The first antennae for the MeerKAT radio telescope — the precursor to the large-scale Square Kilometre Array (SKA) project — will be ready for service at the end of June, science & technology minister Naledi Pandor said on Friday.
“Twenty-one antennae will be mounted and ready for science,” she said at the third SKA African partner countries ministerial meeting in Muldersdrift, west of Johannesburg.
They had hoped to have 28 antennae ready, but there had been a number of changes.
“This is excellent progress in our task of building the MeerKAT precursor telescope to the Square Kilometre Array programme.”
The MeerKAT would be integrated into first phase of the SKA project. It is being built about 90km outside the Northern Cape town of Carnarvon.

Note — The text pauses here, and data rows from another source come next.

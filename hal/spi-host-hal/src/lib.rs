//! SPI host Hardware Abstraction Layer
//!
//! This crate defines the register-level capability that the SPI host
//! driver is written against. Chip support provides an implementation
//! (memory-mapped on the target, simulated on the host) and everything
//! above it stays hardware-agnostic.
//!
//! # Architecture
//!
//! ```text
//! ┌─────────────────────────────────────────┐
//! │  spi-host-sdk (transaction engine)      │
//! └─────────────────────────────────────────┘
//!                     │
//!                     ▼
//! ┌─────────────────────────────────────────┐
//! │  spi-host-driver (validating wrapper)   │
//! └─────────────────────────────────────────┘
//!                     │
//!                     ▼
//! ┌─────────────────────────────────────────┐
//! │  spi-host-hal (this crate - registers)  │
//! └─────────────────────────────────────────┘
//!                     │
//!         ┌───────────┴───────────┐
//!         ▼                       ▼
//! ┌───────────────┐       ┌───────────────┐
//! │  MmioSpiHost  │       │  SimSpiHost   │
//! │   (target)    │       │ (host tests)  │
//! └───────────────┘       └───────────────┘
//! ```
//!
//! # Contents
//!
//! - [`regs::SpiHostRegs`] - Raw register read/write capability
//! - [`regs`] - Register offsets and bit-field layout
//! - [`mmio::MmioSpiHost`] - Volatile memory-mapped implementation
//! - [`wait::Wait`] - Low-power wait primitive used by every polling loop
//! - `mock::SimSpiHost` - Simulated peripheral (feature `mock`)

#![no_std]
#![deny(unsafe_code)]

#[cfg(feature = "mock")]
extern crate std;

pub mod mmio;
#[cfg(feature = "mock")]
pub mod mock;
pub mod regs;
pub mod wait;

// Re-export key items at crate root for convenience
pub use mmio::MmioSpiHost;
pub use regs::{Reg, SpiHostRegs};
pub use wait::{Spin, Wait};

#[cfg(any(target_arch = "riscv32", target_arch = "riscv64"))]
pub use wait::Wfi;
//! Command segments
//!
//! A transaction is an ordered list of segments. Each segment becomes one
//! COMMAND register write: a direction, a lane speed and a length. Chip
//! select stays asserted between the segments of a transaction.

use heapless::Vec;
#[cfg(feature = "serde")]
use serde::{Deserialize, Serialize};

/// Maximum number of segments in one transaction
pub const MAX_SEGMENTS: usize = 16;

/// Pre-allocated storage for the segments of one transaction
pub type SegmentList = Vec<Segment, MAX_SEGMENTS>;

/// Maximum segment length in bytes (cycles for dummy segments)
pub const MAX_SEGMENT_LEN: u32 = (1 << 24) - 1;

/// Data direction of a segment
#[derive(Debug, Clone, Copy, PartialEq, Eq)]
#[cfg_attr(feature = "defmt", derive(defmt::Format))]
#[cfg_attr(feature = "serde", derive(Serialize, Deserialize))]
pub enum Direction {
    /// Clock cycles with no data (turnaround, wait states)
    Dummy = 0,
    /// Receive only
    RxOnly = 1,
    /// Transmit only
    TxOnly = 2,
    /// Full duplex
    Bidir = 3,
}

impl Direction {
    /// Decode a COMMAND.DIRECTION code
    pub const fn from_code(code: u32) -> Option<Self> {
        match code {
            0 => Some(Direction::Dummy),
            1 => Some(Direction::RxOnly),
            2 => Some(Direction::TxOnly),
            3 => Some(Direction::Bidir),
            _ => None,
        }
    }

    /// COMMAND.DIRECTION code
    pub const fn code(self) -> u32 {
        self as u32
    }

    /// Whether the segment consumes TX FIFO words
    pub const fn uses_tx(self) -> bool {
        matches!(self, Direction::TxOnly | Direction::Bidir)
    }

    /// Whether the segment produces RX FIFO words
    pub const fn uses_rx(self) -> bool {
        matches!(self, Direction::RxOnly | Direction::Bidir)
    }

    /// Whether the hardware accepts this direction at `speed`
    ///
    /// Full duplex is only possible on a single lane.
    pub const fn allows(self, speed: Speed) -> bool {
        !matches!(
            (self, speed),
            (Direction::Bidir, Speed::Dual) | (Direction::Bidir, Speed::Quad)
        )
    }
}

/// Number of data lanes
#[derive(Debug, Clone, Copy, PartialEq, Eq, Default)]
#[cfg_attr(feature = "defmt", derive(defmt::Format))]
#[cfg_attr(feature = "serde", derive(Serialize, Deserialize))]
pub enum Speed {
    /// One lane each way
    #[default]
    Standard = 0,
    /// Two lanes, half duplex
    Dual = 1,
    /// Four lanes, half duplex
    Quad = 2,
}

impl Speed {
    /// Decode a COMMAND.SPEED code (3 is reserved)
    pub const fn from_code(code: u32) -> Option<Self> {
        match code {
            0 => Some(Speed::Standard),
            1 => Some(Speed::Dual),
            2 => Some(Speed::Quad),
            _ => None,
        }
    }

    /// COMMAND.SPEED code
    pub const fn code(self) -> u32 {
        self as u32
    }
}

/// One command of a transaction
#[derive(Debug, Clone, Copy, PartialEq, Eq)]
#[cfg_attr(feature = "defmt", derive(defmt::Format))]
#[cfg_attr(feature = "serde", derive(Serialize, Deserialize))]
pub struct Segment {
    /// Data direction
    pub direction: Direction,
    /// Lane speed
    pub speed: Speed,
    /// Length in bytes, or clock cycles for dummy segments
    pub len: u32,
}

impl Segment {
    pub const fn new(direction: Direction, speed: Speed, len: u32) -> Self {
        Self {
            direction,
            speed,
            len,
        }
    }

    /// Standard-speed transmit of `len` bytes
    pub const fn tx(len: u32) -> Self {
        Self::new(Direction::TxOnly, Speed::Standard, len)
    }

    /// Standard-speed receive of `len` bytes
    pub const fn rx(len: u32) -> Self {
        Self::new(Direction::RxOnly, Speed::Standard, len)
    }

    /// Full-duplex exchange of `len` bytes
    pub const fn bidir(len: u32) -> Self {
        Self::new(Direction::Bidir, Speed::Standard, len)
    }

    /// `cycles` clock cycles without data
    pub const fn dummy(cycles: u32) -> Self {
        Self::new(Direction::Dummy, Speed::Standard, cycles)
    }

    /// Same segment on a different number of lanes
    pub const fn with_speed(self, speed: Speed) -> Self {
        Self { speed, ..self }
    }

    /// FIFO words moved by this segment on each channel it uses
    pub const fn words(&self) -> u32 {
        len_words(self.len)
    }

    /// TX FIFO words consumed
    pub const fn tx_words(&self) -> u32 {
        if self.direction.uses_tx() {
            self.words()
        } else {
            0
        }
    }

    /// RX FIFO words produced
    pub const fn rx_words(&self) -> u32 {
        if self.direction.uses_rx() {
            self.words()
        } else {
            0
        }
    }

    /// Check direction/speed combination and length range
    pub fn validate(&self) -> Result<(), SegmentError> {
        if !self.direction.allows(self.speed) {
            return Err(SegmentError::InvalidMode { index: 0 });
        }
        if self.len == 0 || self.len > MAX_SEGMENT_LEN {
            return Err(SegmentError::InvalidLength { index: 0 });
        }
        Ok(())
    }
}

/// Words needed to hold `bytes` bytes
pub const fn len_words(bytes: u32) -> u32 {
    bytes.div_ceil(4)
}

/// TX and RX word totals of a transaction
#[derive(Debug, Clone, Copy, PartialEq, Eq, Default)]
#[cfg_attr(feature = "defmt", derive(defmt::Format))]
pub struct WordCounts {
    pub tx: u32,
    pub rx: u32,
}

/// Segment list rejection
#[derive(Debug, Clone, Copy, PartialEq, Eq)]
#[cfg_attr(feature = "defmt", derive(defmt::Format))]
pub enum SegmentError {
    /// No segments
    Empty,
    /// More than [`MAX_SEGMENTS`]
    TooMany,
    /// Direction not allowed at this speed
    InvalidMode { index: usize },
    /// Length zero or above [`MAX_SEGMENT_LEN`]
    InvalidLength { index: usize },
}

/// Copy a segment slice into fixed storage
pub fn segment_list(segments: &[Segment]) -> Result<SegmentList, SegmentError> {
    Vec::from_slice(segments).map_err(|_| SegmentError::TooMany)
}

/// Validate a segment list and total its FIFO words
///
/// Every segment is checked before anything is returned, so a caller that
/// gets `Ok` may issue the whole list.
pub fn validate_segments(segments: &[Segment]) -> Result<WordCounts, SegmentError> {
    if segments.is_empty() {
        return Err(SegmentError::Empty);
    }
    if segments.len() > MAX_SEGMENTS {
        return Err(SegmentError::TooMany);
    }

    let mut counts = WordCounts::default();
    for (index, seg) in segments.iter().enumerate() {
        seg.validate().map_err(|e| match e {
            SegmentError::InvalidMode { .. } => SegmentError::InvalidMode { index },
            SegmentError::InvalidLength { .. } => SegmentError::InvalidLength { index },
            other => other,
        })?;
        counts.tx += seg.tx_words();
        counts.rx += seg.rx_words();
    }
    Ok(counts)
}
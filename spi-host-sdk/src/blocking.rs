//! Blocking transfers
//!
//! Each call launches through the same path as the non-blocking API, with
//! no callbacks, and then waits until the peripheral leaves Busy. The
//! interrupt handler finishes the transaction and parks the outcome, which
//! is collected here. A hardware abort therefore reaches the caller as
//! [`SdkError::Hardware`].

use core::marker::PhantomData;

use spi_host_core::Segment;
use spi_host_hal::{SpiHostRegs, Wait};

use crate::error::{SdkError, TransferError};
use crate::handle::Spi;
use crate::sdk::SpiSdk;
use crate::sync::SharedState;
use crate::transaction::{Buffers, Callbacks, Completion, Transaction};

/// A handle bound to the shared engine and a wait primitive
pub struct BlockingSpi<'a, R, S, W> {
    shared: &'a S,
    spi: Spi,
    pub(crate) wait: W,
    _regs: PhantomData<fn() -> R>,
}

impl<'a, R, S, W> BlockingSpi<'a, R, S, W>
where
    R: SpiHostRegs,
    S: SharedState<SpiSdk<R>>,
    W: Wait,
{
    pub fn new(shared: &'a S, spi: Spi, wait: W) -> Self {
        Self {
            shared,
            spi,
            wait,
            _regs: PhantomData,
        }
    }

    pub fn handle(&self) -> &Spi {
        &self.spi
    }

    pub fn into_handle(self) -> Spi {
        self.spi
    }

    /// Send `len` bytes from `tx`
    pub fn transmit(&mut self, tx: &'static mut [u32], len: u32) -> Result<Buffers, TransferError> {
        self.run(Transaction::tx(tx, len))
    }

    /// Receive `len` bytes into `rx`
    pub fn receive(&mut self, rx: &'static mut [u32], len: u32) -> Result<Buffers, TransferError> {
        self.run(Transaction::rx(rx, len))
    }

    /// Exchange `len` bytes full duplex
    pub fn transceive(
        &mut self,
        tx: &'static mut [u32],
        rx: &'static mut [u32],
        len: u32,
    ) -> Result<Buffers, TransferError> {
        self.run(Transaction::bidir(tx, rx, len))
    }

    /// Run an arbitrary segment list
    pub fn execute(
        &mut self,
        segments: &[Segment],
        tx: Option<&'static mut [u32]>,
        rx: Option<&'static mut [u32]>,
    ) -> Result<Buffers, TransferError> {
        let txn = Transaction::generic(segments, tx, rx)
            .map_err(|(kind, buffers)| TransferError::new(kind, buffers))?;
        self.run(txn)
    }

    /// Launch `txn` and wait for its outcome
    ///
    /// The completion is collected in the same critical section that sees
    /// the peripheral leave Busy, so the parked buffers come back to this
    /// caller.
    fn run(&mut self, txn: Transaction) -> Result<Buffers, TransferError> {
        let spi = self.spi;
        self.shared
            .with_mut(|sdk| sdk.submit(&spi, txn, Callbacks::NONE))?;

        let shared = self.shared;
        let mut collected = None;
        self.wait.wait_until(|| {
            collected = shared.with_mut(|sdk| collect(sdk, &spi));
            collected.is_some()
        });

        match collected {
            Some(Ok(Completion {
                outcome: Ok(()),
                buffers,
            })) => Ok(buffers),
            Some(Ok(Completion {
                outcome: Err(errors),
                buffers,
            })) => Err(TransferError::new(SdkError::Hardware(errors), buffers)),
            Some(Err(kind)) => Err(TransferError::new(kind, Buffers::empty())),
            None => Err(TransferError::new(SdkError::IsBusy, Buffers::empty())),
        }
    }
}

/// Outcome of the finished transaction on `spi`, or `None` while it runs
///
/// A callback-less transaction parks its completion in the same step that
/// leaves Busy, so it is only missing if another caller took it first.
fn collect<R: SpiHostRegs>(
    sdk: &mut SpiSdk<R>,
    spi: &Spi,
) -> Option<Result<Completion, SdkError>> {
    match sdk.get_state(spi) {
        Ok(state) if state.is_busy() => None,
        Ok(_) => Some(
            sdk.take_completion(spi)
                .and_then(|c| c.ok_or(SdkError::IsBusy)),
        ),
        Err(kind) => Some(Err(kind)),
    }
}

#[cfg(test)]
mod tests {
    use super::*;
    use crate::testing::{leak, ready, zeroed, Pump, SimSdk};
    use crate::sync::MockState;
    use spi_host_core::{PeripheralId, SpiState};
    use spi_host_driver::HwErrors;
    use spi_host_hal::mock::SimSpiHost;

    type SimBlocking<'a> = BlockingSpi<'a, &'static SimSpiHost, MockState<SimSdk>, Pump<'a>>;

    fn blocking<'a>(shared: &'a MockState<SimSdk>, sim: &'static SimSpiHost, spi: Spi) -> SimBlocking<'a> {
        BlockingSpi::new(shared, spi, Pump::new(shared, sim, PeripheralId::Host))
    }

    #[test]
    fn test_transmit_returns_buffers() {
        let (sdk, sim, spi) = ready(PeripheralId::Host);
        let shared = MockState::new(sdk);
        let mut bus = blocking(&shared, sim, spi);

        let buffers = bus.transmit(leak(&[1, 2, 3]), 12).unwrap();
        assert_eq!(buffers.tx.as_deref(), Some(&[1, 2, 3][..]));
        assert_eq!(sim.sent(), [1, 2, 3]);
        assert_eq!(shared.with(|sdk| sdk.get_state(&spi)), Ok(SpiState::Init));
    }

    #[test]
    fn test_receive_and_execute() {
        let (sdk, sim, spi) = ready(PeripheralId::Host);
        let shared = MockState::new(sdk);
        let mut bus = blocking(&shared, sim, spi);

        sim.push_miso(&[0xCAFE, 0xF00D]);
        let buffers = bus.receive(zeroed(2), 8).unwrap();
        assert_eq!(buffers.rx.as_deref(), Some(&[0xCAFE, 0xF00D][..]));

        sim.push_miso(&[0x00C2_2017]);
        let segs = [Segment::tx(1), Segment::rx(3)];
        let buffers = bus.execute(&segs, Some(leak(&[0x9F])), Some(zeroed(1))).unwrap();
        assert_eq!(buffers.rx.as_deref(), Some(&[0x00C2_2017][..]));
        assert_eq!(sim.commands().len(), 3);
    }

    #[test]
    fn test_hardware_fault_reported() {
        let (sdk, sim, spi) = ready(PeripheralId::Host);
        let shared = MockState::new(sdk);
        let mut bus = blocking(&shared, sim, spi);
        bus.wait.fault = Some((1, HwErrors::CMDINVAL.bits()));

        let err = bus.transmit(leak(&[1, 2, 3, 4]), 16).unwrap_err();
        assert_eq!(err.kind, SdkError::Hardware(HwErrors::CMDINVAL));
        assert_eq!(err.buffers.tx_len, 4);
        assert!(err.buffers.tx.is_some());
        assert_eq!(shared.with(|sdk| sdk.get_state(&spi)), Ok(SpiState::Init));
    }

    #[test]
    fn test_completion_collected_once() {
        let (sdk, sim, spi) = ready(PeripheralId::Host);
        let shared = MockState::new(sdk);
        let tx = leak(&[7, 8]);
        let submitted = tx.as_ptr();

        shared
            .with_mut(|sdk| sdk.submit(&spi, Transaction::tx(tx, 8), Callbacks::NONE))
            .unwrap();
        assert!(shared.with_mut(|sdk| collect(sdk, &spi)).is_none());

        let mut pump = Pump::new(&shared, sim, PeripheralId::Host);
        pump.wait_until(|| shared.with(|sdk| !sdk.get_state(&spi).is_ok_and(|s| s.is_busy())));

        let done = shared.with_mut(|sdk| collect(sdk, &spi)).unwrap().unwrap();
        assert_eq!(done.outcome, Ok(()));
        assert_eq!(done.buffers.tx.map(|b| b.as_ptr()), Some(submitted));
        assert!(matches!(
            shared.with_mut(|sdk| collect(sdk, &spi)),
            Some(Err(SdkError::IsBusy))
        ));
        assert_eq!(sim.sent(), [7, 8]);
    }

    #[test]
    fn test_rejection_is_not_waited_on() {
        let (sdk, sim, spi) = ready(PeripheralId::Host);
        let shared = MockState::new(sdk);
        let mut bus = blocking(&shared, sim, spi);

        let err = bus.transmit(zeroed(1), 8).unwrap_err();
        assert_eq!(err.kind, SdkError::TxnLenInvalid);
        assert_eq!(bus.wait.steps, 0);

        let mut handle = bus.into_handle();
        shared.with_mut(|sdk| sdk.deinit(&mut handle));
        let mut bus = blocking(&shared, sim, handle);
        let err = bus.transmit(leak(&[1]), 4).unwrap_err();
        assert_eq!(err.kind, SdkError::IdxInvalid);
    }
}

The SKA project is an international enterprise to build the largest and most sensitive radio telescope in the world, and will be located in Africa and Australia. Deploying thousands of radio telescopes, it will enable astronomers to monitor the sky in unprecedented detail and survey it thousands of times faster than any current system.
The MeerKAT telescope was originally known as the Karoo Array Telescope (KAT). When its budget was increased, it was re-named “MeerKAT” (More of KAT). The meerkat, or suricate, is a member of the mongoose family and lives in the Karoo region.
According to the SKA project, once up and running, the MeerKAT will generate enough data from the antennae to fill about 4,5m standard DVDs in a day. Once all its 64 antennae are operational, MeerKAT will be sensitive enough to pick up a cellphone signal from Saturn.